You know, very often I ask people a question when solving some of their problems with relationships with different people: why do they think that something in their life should be this way and not otherwise? Why is another scenario of their life unacceptable to them? Why doesn’t another form of relationship with this or that person or people seem normal to them? And with the help of such questions, we often come to the conclusion that the expectations that a person - my client had and still has, those plans for his life that he built over a long time, those dreams that he had and has, are far from he needed them as much as he thought. You can completely refuse them and nothing bad will happen. This is a very simple path to happiness, but it is so difficult to follow.
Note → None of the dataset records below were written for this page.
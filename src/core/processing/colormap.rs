//! Linear color ramps for scalar rasters.
use image::Rgb;

use crate::types::Colormap;

/// Anchors of each ramp, evenly spaced over [0, 1].
fn stops(map: Colormap) -> &'static [[u8; 3]] {
    match map {
        Colormap::Gray => &[[0, 0, 0], [255, 255, 255]],
        Colormap::Greens => &[
            [247, 252, 245],
            [161, 217, 155],
            [65, 171, 93],
            [0, 68, 27],
        ],
    }
}

fn interpolate_color(c1: [u8; 3], c2: [u8; 3], t: f64) -> [u8; 3] {
    let t = t.clamp(0.0, 1.0);
    let mix = |a: u8, b: u8| (a as f64 * (1.0 - t) + b as f64 * t).round() as u8;
    [mix(c1[0], c2[0]), mix(c1[1], c2[1]), mix(c1[2], c2[2])]
}

/// Position of `value` on `[vmin, vmax]`, clipped to [0, 1].
pub fn normalize(value: f64, vmin: f64, vmax: f64) -> f64 {
    ((value - vmin) / (vmax - vmin)).clamp(0.0, 1.0)
}

/// Color for a normalized position `t` in [0, 1].
pub fn ramp_color(map: Colormap, t: f64) -> Rgb<u8> {
    let anchors = stops(map);
    let segments = anchors.len() - 1;
    let scaled = t.clamp(0.0, 1.0) * segments as f64;
    let idx = (scaled.floor() as usize).min(segments - 1);
    Rgb(interpolate_color(
        anchors[idx],
        anchors[idx + 1],
        scaled - idx as f64,
    ))
}

/// Precomputed 256-entry lookup for a ramp.
#[derive(Debug, Clone)]
pub struct ColorLut {
    table: [Rgb<u8>; 256],
}

impl ColorLut {
    pub fn new(map: Colormap) -> Self {
        let mut table = [Rgb([0, 0, 0]); 256];
        for (i, entry) in table.iter_mut().enumerate() {
            *entry = ramp_color(map, i as f64 / 255.0);
        }
        Self { table }
    }

    /// Map a finite value through `[vmin, vmax]`, clipping out-of-range values.
    pub fn map(&self, value: f64, vmin: f64, vmax: f64) -> Rgb<u8> {
        let t = normalize(value, vmin, vmax);
        self.table[(t * 255.0).round() as usize]
    }
}

#[cfg(test)]
mod tests {
    use super::*;

    #[test]
    fn gray_endpoints_and_midpoint() {
        let lut = ColorLut::new(Colormap::Gray);
        assert_eq!(lut.map(0.0, 0.0, 0.4), Rgb([0, 0, 0]));
        assert_eq!(lut.map(0.4, 0.0, 0.4), Rgb([255, 255, 255]));
        assert_eq!(lut.map(0.2, 0.0, 0.4), Rgb([128, 128, 128]));
    }

    #[test]
    fn out_of_range_values_clip() {
        let lut = ColorLut::new(Colormap::Gray);
        assert_eq!(lut.map(-3.0, 0.0, 1.0), Rgb([0, 0, 0]));
        assert_eq!(lut.map(7.0, 0.0, 1.0), Rgb([255, 255, 255]));
    }

    #[test]
    fn greens_hits_its_anchors() {
        assert_eq!(ramp_color(Colormap::Greens, 0.0), Rgb([247, 252, 245]));
        assert_eq!(ramp_color(Colormap::Greens, 1.0), Rgb([0, 68, 27]));
        assert_eq!(ramp_color(Colormap::Greens, 1.0 / 3.0), Rgb([161, 217, 155]));
    }
}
Just think how often we make complaints against different people because they didn’t help us fulfill our dreams, that they didn’t live up to our expectations, that they didn’t make us happy, as if it’s really all about them and not about us. Note that I say “we” because there is no need to point fingers at anyone here - we are all guilty of this to one degree or another. And this is a real problem for many people. They do not accept what they have, what life gives them, they want something else, which is unclear where it came from in their head.

And how often do people ruin their relationships with each other because of some of their outdated plans for life, which don’t make much sense. It often seems to them that everything is always better for others, that other lives are more interesting, brighter, happier, that they are the only ones who are so unhappy because they don’t have something or are missing something. All these harmful thoughts destroy a person from the inside and often harm his relationships with very valuable and even loving people. So the expectation of something, from relationships, from other people, from life, is often associated with a person’s dissatisfaction with his life. There is no need to run your thoughts far into the future and draw it in your own way. This activity can destroy your present. You can plan something in your life, there is nothing wrong with that, it is even useful. But don't expect these plans to come true. Life is a tricky thing, it always builds such combinations for each person that he is forced to rack his brains to understand why his affairs turn out this way and not otherwise. And if he doesn’t do this, then he’s simply disappointed in his life, believing that it didn’t work out for him.

Friends, relationships between people are work. And it needs to be done. Such things cannot be left to chance. If you want normal relationships with people at all levels, you need to learn how to build them and then practice the acquired knowledge. You can understand how important this is to you by paying attention to the quality of the relationships you already have with different people. If they do not suit you, you need to address this issue, because it will not be resolved by itself. Well, if they do, I can only be happy for you and wish you to continue to build successful and useful relationships with people.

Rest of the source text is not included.